Problem requirements | Pull each line holding the word "held" from the data.

(Dataset entries)
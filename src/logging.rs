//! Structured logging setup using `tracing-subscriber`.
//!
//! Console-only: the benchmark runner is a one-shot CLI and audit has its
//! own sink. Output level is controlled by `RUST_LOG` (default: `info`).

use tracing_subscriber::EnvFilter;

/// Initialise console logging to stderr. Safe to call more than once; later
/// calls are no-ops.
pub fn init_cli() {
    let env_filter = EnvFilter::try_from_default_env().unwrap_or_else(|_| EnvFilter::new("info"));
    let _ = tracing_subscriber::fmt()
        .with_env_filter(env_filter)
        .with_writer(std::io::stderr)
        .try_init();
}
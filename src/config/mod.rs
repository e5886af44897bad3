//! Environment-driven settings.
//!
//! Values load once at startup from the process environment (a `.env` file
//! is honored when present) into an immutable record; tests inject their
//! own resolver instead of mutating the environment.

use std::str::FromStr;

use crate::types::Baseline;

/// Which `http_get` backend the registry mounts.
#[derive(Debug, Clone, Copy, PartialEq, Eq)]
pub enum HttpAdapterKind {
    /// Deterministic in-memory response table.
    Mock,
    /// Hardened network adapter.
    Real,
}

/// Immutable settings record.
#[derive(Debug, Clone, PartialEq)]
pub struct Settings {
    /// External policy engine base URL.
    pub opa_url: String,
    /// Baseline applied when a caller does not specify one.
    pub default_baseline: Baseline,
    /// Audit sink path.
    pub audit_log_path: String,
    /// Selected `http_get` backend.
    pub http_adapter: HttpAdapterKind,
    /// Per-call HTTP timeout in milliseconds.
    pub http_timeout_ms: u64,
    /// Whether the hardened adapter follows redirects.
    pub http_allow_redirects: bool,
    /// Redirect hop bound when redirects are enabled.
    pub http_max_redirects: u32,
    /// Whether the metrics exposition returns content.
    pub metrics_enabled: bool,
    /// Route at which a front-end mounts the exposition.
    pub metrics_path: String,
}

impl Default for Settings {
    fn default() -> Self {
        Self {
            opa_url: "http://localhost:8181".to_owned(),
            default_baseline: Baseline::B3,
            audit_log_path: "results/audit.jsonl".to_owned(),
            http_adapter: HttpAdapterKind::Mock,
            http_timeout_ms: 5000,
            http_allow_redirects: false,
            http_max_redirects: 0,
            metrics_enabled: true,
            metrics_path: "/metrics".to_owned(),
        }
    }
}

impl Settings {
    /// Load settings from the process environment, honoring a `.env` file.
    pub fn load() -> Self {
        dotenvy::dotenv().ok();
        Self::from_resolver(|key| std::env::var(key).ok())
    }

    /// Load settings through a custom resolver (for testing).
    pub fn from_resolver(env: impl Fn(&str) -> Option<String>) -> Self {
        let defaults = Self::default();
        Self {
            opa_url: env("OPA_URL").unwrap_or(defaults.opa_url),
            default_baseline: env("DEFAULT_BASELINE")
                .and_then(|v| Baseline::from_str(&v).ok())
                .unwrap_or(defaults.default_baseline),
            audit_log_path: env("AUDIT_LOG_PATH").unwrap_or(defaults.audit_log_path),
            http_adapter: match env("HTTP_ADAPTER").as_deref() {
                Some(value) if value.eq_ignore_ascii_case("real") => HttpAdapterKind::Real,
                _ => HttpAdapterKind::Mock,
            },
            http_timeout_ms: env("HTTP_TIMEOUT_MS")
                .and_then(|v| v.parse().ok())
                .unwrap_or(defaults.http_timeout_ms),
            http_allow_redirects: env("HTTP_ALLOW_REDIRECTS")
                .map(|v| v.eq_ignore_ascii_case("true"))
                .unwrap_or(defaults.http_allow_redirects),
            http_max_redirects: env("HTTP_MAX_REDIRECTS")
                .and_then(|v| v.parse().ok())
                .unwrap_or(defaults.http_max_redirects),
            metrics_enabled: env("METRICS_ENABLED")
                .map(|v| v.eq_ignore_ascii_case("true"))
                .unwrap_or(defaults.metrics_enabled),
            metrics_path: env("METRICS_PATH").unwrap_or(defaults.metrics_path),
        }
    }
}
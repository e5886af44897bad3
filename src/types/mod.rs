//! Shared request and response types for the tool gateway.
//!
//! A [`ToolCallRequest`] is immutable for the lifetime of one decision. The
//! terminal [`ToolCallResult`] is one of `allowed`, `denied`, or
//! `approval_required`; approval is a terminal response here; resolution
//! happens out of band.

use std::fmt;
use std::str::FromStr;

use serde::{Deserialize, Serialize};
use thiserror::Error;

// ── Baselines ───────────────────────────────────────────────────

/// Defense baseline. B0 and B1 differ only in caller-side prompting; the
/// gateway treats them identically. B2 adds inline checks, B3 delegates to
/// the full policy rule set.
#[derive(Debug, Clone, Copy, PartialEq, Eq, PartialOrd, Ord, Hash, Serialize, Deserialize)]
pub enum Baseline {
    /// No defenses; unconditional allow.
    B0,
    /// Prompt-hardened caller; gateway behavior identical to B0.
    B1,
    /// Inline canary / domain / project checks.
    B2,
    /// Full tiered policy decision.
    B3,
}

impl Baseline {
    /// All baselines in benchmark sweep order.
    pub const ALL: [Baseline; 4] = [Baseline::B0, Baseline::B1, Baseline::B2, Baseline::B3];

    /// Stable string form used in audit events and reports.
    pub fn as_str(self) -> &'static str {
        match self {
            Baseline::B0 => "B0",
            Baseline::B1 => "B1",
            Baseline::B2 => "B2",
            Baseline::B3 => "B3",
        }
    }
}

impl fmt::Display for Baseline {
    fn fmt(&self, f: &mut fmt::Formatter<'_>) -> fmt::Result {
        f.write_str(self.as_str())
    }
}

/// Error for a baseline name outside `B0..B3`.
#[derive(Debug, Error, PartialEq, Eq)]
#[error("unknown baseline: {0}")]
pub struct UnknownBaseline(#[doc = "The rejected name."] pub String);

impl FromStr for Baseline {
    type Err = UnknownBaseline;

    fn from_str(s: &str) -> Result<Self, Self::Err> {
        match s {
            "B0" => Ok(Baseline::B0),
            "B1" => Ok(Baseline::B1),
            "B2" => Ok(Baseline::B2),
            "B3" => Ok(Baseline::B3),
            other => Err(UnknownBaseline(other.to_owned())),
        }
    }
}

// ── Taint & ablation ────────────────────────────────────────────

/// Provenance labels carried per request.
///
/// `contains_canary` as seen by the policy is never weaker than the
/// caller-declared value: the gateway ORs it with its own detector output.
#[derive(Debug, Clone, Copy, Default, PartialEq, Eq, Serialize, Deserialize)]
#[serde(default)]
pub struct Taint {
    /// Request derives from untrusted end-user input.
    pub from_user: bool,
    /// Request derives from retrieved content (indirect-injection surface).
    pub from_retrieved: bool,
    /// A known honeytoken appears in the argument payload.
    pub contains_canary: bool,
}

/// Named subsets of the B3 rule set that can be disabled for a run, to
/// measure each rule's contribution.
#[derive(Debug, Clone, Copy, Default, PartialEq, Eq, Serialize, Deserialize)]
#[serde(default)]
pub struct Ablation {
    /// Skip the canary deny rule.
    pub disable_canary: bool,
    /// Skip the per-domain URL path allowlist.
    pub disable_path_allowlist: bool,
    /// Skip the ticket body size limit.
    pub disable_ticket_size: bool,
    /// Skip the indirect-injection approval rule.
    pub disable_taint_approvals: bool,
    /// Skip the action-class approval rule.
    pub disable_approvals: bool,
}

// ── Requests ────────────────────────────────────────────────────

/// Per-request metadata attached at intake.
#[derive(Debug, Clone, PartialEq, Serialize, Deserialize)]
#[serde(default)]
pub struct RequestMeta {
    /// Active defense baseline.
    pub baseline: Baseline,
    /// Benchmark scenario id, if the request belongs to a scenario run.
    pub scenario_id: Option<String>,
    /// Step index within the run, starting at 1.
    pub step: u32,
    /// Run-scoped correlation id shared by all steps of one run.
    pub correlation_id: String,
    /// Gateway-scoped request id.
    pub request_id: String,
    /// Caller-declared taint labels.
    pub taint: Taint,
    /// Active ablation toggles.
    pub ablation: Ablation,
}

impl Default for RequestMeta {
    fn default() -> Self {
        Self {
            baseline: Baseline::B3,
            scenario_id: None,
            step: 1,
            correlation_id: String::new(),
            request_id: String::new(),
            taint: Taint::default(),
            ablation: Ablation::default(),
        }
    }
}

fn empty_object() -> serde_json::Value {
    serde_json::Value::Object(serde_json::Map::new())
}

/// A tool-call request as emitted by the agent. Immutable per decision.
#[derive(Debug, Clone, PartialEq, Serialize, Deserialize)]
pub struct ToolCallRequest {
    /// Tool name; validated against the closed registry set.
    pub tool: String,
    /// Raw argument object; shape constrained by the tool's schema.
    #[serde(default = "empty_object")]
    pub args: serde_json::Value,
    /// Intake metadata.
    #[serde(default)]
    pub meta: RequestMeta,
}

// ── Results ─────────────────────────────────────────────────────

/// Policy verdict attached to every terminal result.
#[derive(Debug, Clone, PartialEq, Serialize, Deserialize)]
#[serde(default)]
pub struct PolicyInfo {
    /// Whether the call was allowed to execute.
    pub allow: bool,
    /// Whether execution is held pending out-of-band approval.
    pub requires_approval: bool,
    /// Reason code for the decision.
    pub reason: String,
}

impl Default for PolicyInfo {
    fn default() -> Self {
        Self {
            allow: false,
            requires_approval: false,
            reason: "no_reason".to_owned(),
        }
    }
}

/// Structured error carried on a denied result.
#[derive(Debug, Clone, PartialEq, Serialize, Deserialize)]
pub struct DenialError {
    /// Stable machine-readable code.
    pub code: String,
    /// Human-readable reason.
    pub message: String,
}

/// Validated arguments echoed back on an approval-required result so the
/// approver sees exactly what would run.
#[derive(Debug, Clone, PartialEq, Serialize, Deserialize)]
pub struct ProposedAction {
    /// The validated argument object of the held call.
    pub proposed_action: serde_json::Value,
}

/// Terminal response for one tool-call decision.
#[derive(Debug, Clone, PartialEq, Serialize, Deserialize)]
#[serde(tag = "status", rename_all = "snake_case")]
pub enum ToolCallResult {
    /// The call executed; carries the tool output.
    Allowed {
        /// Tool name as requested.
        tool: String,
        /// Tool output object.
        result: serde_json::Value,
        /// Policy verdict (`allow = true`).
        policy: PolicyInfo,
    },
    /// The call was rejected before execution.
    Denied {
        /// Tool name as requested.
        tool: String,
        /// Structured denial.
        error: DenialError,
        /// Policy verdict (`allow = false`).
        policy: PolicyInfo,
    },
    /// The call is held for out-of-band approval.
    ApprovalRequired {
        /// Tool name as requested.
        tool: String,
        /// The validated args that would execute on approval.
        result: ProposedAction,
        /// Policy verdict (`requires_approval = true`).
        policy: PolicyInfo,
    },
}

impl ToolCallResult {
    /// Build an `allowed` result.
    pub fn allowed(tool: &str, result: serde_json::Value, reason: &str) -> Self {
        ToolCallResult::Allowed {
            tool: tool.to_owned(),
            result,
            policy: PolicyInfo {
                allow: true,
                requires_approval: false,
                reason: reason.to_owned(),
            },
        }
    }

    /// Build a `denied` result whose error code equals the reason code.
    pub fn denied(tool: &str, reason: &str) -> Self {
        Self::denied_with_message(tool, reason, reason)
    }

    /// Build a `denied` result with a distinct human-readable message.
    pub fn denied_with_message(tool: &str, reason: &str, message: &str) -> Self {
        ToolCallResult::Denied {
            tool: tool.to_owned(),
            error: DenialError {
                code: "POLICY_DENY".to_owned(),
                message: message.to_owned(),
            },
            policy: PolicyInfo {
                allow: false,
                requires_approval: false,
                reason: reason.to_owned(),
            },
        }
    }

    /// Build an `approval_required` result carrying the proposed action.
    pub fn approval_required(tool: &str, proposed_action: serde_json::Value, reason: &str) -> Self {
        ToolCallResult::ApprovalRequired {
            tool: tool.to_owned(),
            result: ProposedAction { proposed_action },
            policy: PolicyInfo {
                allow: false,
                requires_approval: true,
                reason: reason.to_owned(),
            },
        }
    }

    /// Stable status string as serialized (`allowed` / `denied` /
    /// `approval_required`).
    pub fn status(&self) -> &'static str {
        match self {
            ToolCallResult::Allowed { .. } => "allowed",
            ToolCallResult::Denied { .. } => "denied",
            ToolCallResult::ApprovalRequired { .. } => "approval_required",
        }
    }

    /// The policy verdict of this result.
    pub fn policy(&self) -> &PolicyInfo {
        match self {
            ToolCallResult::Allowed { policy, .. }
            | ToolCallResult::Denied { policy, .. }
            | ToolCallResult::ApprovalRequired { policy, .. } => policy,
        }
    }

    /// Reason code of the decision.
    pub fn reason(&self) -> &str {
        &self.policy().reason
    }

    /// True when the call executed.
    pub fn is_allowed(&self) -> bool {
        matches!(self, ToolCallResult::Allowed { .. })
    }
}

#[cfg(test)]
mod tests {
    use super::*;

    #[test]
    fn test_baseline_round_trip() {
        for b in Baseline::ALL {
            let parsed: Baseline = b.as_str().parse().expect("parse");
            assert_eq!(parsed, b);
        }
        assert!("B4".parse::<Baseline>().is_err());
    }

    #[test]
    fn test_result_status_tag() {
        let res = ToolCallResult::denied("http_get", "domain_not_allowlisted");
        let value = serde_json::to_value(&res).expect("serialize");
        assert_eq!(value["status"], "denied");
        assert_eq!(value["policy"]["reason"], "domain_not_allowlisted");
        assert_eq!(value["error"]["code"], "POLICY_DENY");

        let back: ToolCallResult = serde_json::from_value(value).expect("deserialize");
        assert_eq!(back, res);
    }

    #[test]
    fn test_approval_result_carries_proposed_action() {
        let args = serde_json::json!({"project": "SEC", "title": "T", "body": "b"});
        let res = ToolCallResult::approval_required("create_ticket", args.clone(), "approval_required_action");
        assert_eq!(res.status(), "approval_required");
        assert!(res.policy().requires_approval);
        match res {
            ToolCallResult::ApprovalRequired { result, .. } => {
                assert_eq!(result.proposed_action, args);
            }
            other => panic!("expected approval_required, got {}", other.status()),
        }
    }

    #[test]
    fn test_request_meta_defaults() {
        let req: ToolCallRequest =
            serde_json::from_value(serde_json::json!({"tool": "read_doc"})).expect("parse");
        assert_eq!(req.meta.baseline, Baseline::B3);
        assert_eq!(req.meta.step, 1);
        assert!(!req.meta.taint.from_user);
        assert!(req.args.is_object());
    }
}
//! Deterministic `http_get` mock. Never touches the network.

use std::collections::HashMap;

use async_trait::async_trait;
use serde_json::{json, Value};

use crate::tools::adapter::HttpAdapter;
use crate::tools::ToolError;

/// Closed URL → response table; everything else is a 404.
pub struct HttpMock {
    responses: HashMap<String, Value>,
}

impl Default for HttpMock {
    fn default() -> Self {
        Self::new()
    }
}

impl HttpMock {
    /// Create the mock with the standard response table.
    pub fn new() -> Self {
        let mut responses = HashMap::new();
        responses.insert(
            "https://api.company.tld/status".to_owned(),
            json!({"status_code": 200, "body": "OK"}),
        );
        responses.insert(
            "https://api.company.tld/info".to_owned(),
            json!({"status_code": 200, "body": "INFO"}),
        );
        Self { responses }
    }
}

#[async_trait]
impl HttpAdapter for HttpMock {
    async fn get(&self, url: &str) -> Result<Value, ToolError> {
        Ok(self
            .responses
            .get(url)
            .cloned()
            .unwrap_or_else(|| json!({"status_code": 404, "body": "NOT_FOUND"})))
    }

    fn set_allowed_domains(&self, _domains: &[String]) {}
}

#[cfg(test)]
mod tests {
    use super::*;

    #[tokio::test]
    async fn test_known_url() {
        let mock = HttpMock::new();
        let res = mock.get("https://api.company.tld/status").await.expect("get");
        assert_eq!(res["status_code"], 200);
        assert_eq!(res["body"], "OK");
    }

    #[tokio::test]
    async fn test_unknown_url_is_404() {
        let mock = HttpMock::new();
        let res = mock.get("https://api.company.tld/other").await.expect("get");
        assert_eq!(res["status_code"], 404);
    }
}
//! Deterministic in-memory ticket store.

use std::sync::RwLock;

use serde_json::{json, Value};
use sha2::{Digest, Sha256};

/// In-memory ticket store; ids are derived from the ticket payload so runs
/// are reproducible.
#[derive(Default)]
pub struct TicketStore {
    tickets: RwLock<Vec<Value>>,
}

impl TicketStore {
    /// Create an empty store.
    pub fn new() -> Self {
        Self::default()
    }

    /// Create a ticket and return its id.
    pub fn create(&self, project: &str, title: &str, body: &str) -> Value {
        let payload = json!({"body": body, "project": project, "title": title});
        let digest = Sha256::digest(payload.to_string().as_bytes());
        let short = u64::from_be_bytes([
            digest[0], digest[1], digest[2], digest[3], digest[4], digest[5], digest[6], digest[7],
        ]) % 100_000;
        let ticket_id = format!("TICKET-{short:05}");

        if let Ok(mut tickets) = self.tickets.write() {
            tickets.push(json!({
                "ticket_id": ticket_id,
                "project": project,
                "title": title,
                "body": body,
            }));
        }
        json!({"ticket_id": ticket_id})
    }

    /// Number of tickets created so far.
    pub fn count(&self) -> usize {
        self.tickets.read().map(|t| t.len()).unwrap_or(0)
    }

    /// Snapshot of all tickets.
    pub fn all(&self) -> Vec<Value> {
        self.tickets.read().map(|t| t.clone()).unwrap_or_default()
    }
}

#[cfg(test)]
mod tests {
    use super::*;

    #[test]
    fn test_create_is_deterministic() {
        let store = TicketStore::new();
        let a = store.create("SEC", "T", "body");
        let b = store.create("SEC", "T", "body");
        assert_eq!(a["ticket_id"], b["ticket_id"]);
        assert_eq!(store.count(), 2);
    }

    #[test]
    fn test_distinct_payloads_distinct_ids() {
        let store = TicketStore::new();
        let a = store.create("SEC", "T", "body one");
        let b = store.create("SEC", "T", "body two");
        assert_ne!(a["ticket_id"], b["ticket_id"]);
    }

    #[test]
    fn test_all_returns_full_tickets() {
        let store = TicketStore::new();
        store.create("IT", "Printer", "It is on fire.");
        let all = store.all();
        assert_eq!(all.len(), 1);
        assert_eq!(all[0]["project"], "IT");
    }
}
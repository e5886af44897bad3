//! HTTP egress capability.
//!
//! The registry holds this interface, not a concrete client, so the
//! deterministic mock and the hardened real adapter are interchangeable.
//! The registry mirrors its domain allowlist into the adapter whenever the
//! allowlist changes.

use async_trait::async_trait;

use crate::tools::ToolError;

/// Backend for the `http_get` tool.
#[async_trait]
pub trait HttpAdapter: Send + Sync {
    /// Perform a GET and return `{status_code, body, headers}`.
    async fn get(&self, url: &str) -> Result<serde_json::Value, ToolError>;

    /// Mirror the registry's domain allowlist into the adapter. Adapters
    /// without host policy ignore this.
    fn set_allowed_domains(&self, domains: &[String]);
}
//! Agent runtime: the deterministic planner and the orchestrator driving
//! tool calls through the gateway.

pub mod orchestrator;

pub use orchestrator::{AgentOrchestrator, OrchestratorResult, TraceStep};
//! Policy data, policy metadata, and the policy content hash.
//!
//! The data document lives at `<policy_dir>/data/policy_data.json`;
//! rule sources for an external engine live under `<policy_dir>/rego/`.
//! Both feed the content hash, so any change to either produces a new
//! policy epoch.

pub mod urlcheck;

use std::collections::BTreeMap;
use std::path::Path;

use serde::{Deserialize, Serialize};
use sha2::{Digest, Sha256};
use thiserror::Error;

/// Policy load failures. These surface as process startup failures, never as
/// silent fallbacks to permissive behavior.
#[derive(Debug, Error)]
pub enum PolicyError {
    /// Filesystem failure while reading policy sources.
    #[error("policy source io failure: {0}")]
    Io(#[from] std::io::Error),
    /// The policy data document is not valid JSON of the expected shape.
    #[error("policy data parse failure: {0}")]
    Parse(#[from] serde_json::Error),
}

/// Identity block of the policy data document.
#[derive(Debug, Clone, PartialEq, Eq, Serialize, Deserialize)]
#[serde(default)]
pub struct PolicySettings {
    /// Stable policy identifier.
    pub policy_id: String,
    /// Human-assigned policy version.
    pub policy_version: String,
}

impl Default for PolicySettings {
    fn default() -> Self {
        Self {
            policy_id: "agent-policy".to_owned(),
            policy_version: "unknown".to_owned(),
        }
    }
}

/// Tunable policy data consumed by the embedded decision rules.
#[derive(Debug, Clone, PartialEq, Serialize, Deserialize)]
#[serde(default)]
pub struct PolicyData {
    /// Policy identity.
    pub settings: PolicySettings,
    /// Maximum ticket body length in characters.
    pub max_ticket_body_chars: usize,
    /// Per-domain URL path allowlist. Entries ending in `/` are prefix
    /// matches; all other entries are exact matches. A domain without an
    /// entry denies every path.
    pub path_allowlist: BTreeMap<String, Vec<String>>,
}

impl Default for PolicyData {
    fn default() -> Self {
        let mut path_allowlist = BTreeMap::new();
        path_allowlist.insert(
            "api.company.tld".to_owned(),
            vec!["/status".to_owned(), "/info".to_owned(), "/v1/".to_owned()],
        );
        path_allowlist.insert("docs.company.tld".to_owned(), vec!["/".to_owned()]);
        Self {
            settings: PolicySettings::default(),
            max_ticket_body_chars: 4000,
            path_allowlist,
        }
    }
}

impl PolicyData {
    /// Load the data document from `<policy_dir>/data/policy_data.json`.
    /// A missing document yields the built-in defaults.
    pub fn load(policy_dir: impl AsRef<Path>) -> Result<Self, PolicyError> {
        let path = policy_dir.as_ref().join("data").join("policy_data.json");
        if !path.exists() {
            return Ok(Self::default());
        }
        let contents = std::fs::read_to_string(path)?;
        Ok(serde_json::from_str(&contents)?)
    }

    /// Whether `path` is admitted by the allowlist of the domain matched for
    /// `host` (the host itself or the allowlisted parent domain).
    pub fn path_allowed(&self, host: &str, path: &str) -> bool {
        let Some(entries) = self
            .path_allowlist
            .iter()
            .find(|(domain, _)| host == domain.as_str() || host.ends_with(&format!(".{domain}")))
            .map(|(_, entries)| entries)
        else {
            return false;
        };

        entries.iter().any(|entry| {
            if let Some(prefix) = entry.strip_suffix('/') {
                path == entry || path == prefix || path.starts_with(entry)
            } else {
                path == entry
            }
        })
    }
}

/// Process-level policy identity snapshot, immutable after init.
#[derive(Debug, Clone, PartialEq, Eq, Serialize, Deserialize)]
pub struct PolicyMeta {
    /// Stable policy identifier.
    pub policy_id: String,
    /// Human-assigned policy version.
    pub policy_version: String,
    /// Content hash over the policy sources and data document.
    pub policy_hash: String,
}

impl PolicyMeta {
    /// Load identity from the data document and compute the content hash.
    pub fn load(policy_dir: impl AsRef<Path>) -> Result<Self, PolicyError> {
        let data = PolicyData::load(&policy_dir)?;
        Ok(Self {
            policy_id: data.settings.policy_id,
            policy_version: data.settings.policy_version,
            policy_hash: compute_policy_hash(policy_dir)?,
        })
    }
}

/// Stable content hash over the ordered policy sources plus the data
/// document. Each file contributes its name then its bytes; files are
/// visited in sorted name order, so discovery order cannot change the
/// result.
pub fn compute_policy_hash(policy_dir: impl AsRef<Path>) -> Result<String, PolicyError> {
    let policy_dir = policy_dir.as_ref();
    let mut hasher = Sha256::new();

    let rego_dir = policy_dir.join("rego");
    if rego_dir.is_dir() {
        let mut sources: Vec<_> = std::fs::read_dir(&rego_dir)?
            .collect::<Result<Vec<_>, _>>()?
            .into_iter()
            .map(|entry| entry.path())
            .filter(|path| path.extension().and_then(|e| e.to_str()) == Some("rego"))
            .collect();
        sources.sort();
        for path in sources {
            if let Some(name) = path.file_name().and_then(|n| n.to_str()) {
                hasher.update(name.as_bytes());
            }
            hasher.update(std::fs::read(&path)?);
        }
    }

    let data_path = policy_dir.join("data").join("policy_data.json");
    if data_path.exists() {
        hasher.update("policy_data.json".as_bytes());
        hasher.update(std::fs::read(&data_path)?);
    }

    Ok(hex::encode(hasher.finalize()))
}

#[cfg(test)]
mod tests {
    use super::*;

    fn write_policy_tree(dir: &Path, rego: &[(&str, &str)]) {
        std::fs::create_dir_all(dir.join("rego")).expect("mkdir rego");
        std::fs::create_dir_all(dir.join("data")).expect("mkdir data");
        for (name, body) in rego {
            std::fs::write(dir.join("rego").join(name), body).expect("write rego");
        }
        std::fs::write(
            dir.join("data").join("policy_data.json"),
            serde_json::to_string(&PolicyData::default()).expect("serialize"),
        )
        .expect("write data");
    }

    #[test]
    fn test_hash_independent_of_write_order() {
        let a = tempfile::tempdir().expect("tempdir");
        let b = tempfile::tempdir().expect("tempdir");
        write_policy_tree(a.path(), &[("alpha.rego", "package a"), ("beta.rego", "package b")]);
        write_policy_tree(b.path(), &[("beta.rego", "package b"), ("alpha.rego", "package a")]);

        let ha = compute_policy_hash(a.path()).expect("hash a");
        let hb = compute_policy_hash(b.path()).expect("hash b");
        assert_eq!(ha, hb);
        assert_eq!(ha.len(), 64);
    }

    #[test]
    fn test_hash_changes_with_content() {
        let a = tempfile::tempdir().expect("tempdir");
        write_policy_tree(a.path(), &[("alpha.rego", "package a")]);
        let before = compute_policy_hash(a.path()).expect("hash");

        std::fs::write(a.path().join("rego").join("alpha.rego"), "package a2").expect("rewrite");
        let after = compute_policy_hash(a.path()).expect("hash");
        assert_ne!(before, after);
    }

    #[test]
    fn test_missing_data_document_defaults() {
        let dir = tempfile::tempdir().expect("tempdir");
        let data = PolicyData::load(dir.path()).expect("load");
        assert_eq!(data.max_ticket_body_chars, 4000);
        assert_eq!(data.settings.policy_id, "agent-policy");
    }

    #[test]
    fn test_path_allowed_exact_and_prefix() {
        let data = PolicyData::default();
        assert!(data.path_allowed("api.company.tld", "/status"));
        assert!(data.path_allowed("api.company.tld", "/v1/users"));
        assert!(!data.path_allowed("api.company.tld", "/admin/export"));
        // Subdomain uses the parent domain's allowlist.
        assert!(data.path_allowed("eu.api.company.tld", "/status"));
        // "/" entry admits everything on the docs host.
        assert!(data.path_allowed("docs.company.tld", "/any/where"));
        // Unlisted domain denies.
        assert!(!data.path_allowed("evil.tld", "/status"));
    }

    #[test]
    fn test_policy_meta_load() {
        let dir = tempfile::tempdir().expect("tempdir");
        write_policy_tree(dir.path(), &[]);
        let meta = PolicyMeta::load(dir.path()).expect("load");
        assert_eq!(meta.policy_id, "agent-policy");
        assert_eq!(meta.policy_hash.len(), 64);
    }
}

Final answer |
    /// Whether execution is held pending out-of-band approval.
    /// The validated argument object of the held call.
    /// The call is held for out-of-band approval.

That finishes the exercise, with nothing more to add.